**About this task**
Some lines in the entries contain the word "invalid". Copy all of them.

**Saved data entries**
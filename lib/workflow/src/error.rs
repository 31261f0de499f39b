//! Error types for the workflow crate.
//!
//! Errors are designed for layered context using rootcause:
//! - `SchemaError`: The raw document does not have the engine's shape
//! - `NodeTransformError`: A single service node could not be expanded
//! - `TransformError`: Graph-level failure naming the offending node
//!
//! All three are plain values; the lifecycle layer wraps them into reports.

use std::fmt;

/// Errors from validating or decoding a workflow document.
#[derive(Debug, Clone, PartialEq, Eq)]
pub enum SchemaError {
    /// The document is not a JSON object.
    NotAnObject,
    /// The `nodes` field is absent.
    MissingNodes,
    /// The `nodes` field is not a list.
    NodesNotAList,
    /// The `nodes` list is empty.
    EmptyNodes,
    /// A `nodes` entry is not an object.
    NodeNotAnObject { index: usize },
    /// A node lacks one of `id`, `type` or `parameters`.
    NodeMissingField { index: usize, field: &'static str },
    /// The `connections` field is absent.
    MissingConnections,
    /// The `connections` field is not an object.
    ConnectionsNotAnObject,
    /// Two nodes share a name.
    DuplicateNodeName { name: String },
    /// A top-level field required for submission is absent.
    MissingField { field: &'static str },
    /// The document has the right outline but a field has the wrong type.
    Malformed { reason: String },
}

impl fmt::Display for SchemaError {
    fn fmt(&self, f: &mut fmt::Formatter<'_>) -> fmt::Result {
        match self {
            Self::NotAnObject => write!(f, "invalid workflow: must be a JSON object"),
            Self::MissingNodes => write!(f, "invalid workflow: missing nodes"),
            Self::NodesNotAList => write!(f, "invalid workflow: nodes must be an array"),
            Self::EmptyNodes => write!(f, "invalid workflow: nodes must not be empty"),
            Self::NodeNotAnObject { index } => {
                write!(f, "invalid workflow: node {index} must be an object")
            }
            Self::NodeMissingField { index, field } => {
                write!(f, "invalid workflow: node {index} missing {field}")
            }
            Self::MissingConnections => write!(f, "invalid workflow: missing connections"),
            Self::ConnectionsNotAnObject => {
                write!(f, "invalid workflow: connections must be an object")
            }
            Self::DuplicateNodeName { name } => {
                write!(f, "invalid workflow: duplicate node name '{name}'")
            }
            Self::MissingField { field } => {
                write!(f, "workflow not ready for submission: missing {field}")
            }
            Self::Malformed { reason } => write!(f, "invalid workflow: {reason}"),
        }
    }
}

impl std::error::Error for SchemaError {}

/// Errors from expanding one service node.
#[derive(Debug, Clone, PartialEq, Eq)]
pub enum NodeTransformError {
    /// The node asks for an operation the service transformer does not know.
    UnsupportedOperation { service: String, operation: String },
    /// A generated node's name is already taken in the workflow.
    DuplicateName { name: String },
    /// A generated node's id is already taken in the workflow.
    DuplicateId { id: String },
}

impl fmt::Display for NodeTransformError {
    fn fmt(&self, f: &mut fmt::Formatter<'_>) -> fmt::Result {
        match self {
            Self::UnsupportedOperation { service, operation } => {
                write!(f, "unsupported {service} operation: {operation}")
            }
            Self::DuplicateName { name } => write!(f, "node name '{name}' is already in use"),
            Self::DuplicateId { id } => write!(f, "node id '{id}' is already in use"),
        }
    }
}

impl std::error::Error for NodeTransformError {}

/// A graph transform aborted on one node.
///
/// No partial workflow is produced when this is returned.
#[derive(Debug, Clone, PartialEq, Eq)]
pub struct TransformError {
    /// Name of the node whose expansion failed.
    pub node_name: String,
    /// Why the expansion failed.
    pub source: NodeTransformError,
}

impl TransformError {
    /// Attaches the node name to a node-level failure.
    #[must_use]
    pub fn new(node_name: impl Into<String>, source: NodeTransformError) -> Self {
        Self {
            node_name: node_name.into(),
            source,
        }
    }

    /// Returns `(service, operation)` when the failure was an unknown operation.
    #[must_use]
    pub fn unsupported_operation(&self) -> Option<(&str, &str)> {
        match &self.source {
            NodeTransformError::UnsupportedOperation { service, operation } => {
                Some((service.as_str(), operation.as_str()))
            }
            _ => None,
        }
    }
}

impl fmt::Display for TransformError {
    fn fmt(&self, f: &mut fmt::Formatter<'_>) -> fmt::Result {
        write!(f, "failed to transform node '{}': {}", self.node_name, self.source)
    }
}

impl std::error::Error for TransformError {
    fn source(&self) -> Option<&(dyn std::error::Error + 'static)> {
        Some(&self.source)
    }
}

#[cfg(test)]
mod tests {
    use super::*;

    #[test]
    fn schema_error_display() {
        let err = SchemaError::NodeMissingField {
            index: 2,
            field: "type",
        };
        assert_eq!(err.to_string(), "invalid workflow: node 2 missing type");
        assert_eq!(
            SchemaError::NotAnObject.to_string(),
            "invalid workflow: must be a JSON object"
        );
    }

    #[test]
    fn transform_error_names_node() {
        let err = TransformError::new(
            "Send Report",
            NodeTransformError::UnsupportedOperation {
                service: "gmail".to_string(),
                operation: "archive".to_string(),
            },
        );
        let display = err.to_string();
        assert!(display.contains("Send Report"));
        assert!(display.contains("unsupported gmail operation: archive"));
        assert_eq!(err.unsupported_operation(), Some(("gmail", "archive")));
    }
}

**Answer section**
            Self::NotAnObject => write!(f, "invalid workflow: must be a JSON object"),
            Self::MissingNodes => write!(f, "invalid workflow: missing nodes"),
            Self::NodesNotAList => write!(f, "invalid workflow: nodes must be an array"),
            Self::EmptyNodes => write!(f, "invalid workflow: nodes must not be empty"),
                write!(f, "invalid workflow: node {index} must be an object")
                write!(f, "invalid workflow: node {index} missing {field}")
            Self::MissingConnections => write!(f, "invalid workflow: missing connections"),
                write!(f, "invalid workflow: connections must be an object")
                write!(f, "invalid workflow: duplicate node name '{name}'")
            Self::Malformed { reason } => write!(f, "invalid workflow: {reason}"),
        assert_eq!(err.to_string(), "invalid workflow: node 2 missing type");
            "invalid workflow: must be a JSON object"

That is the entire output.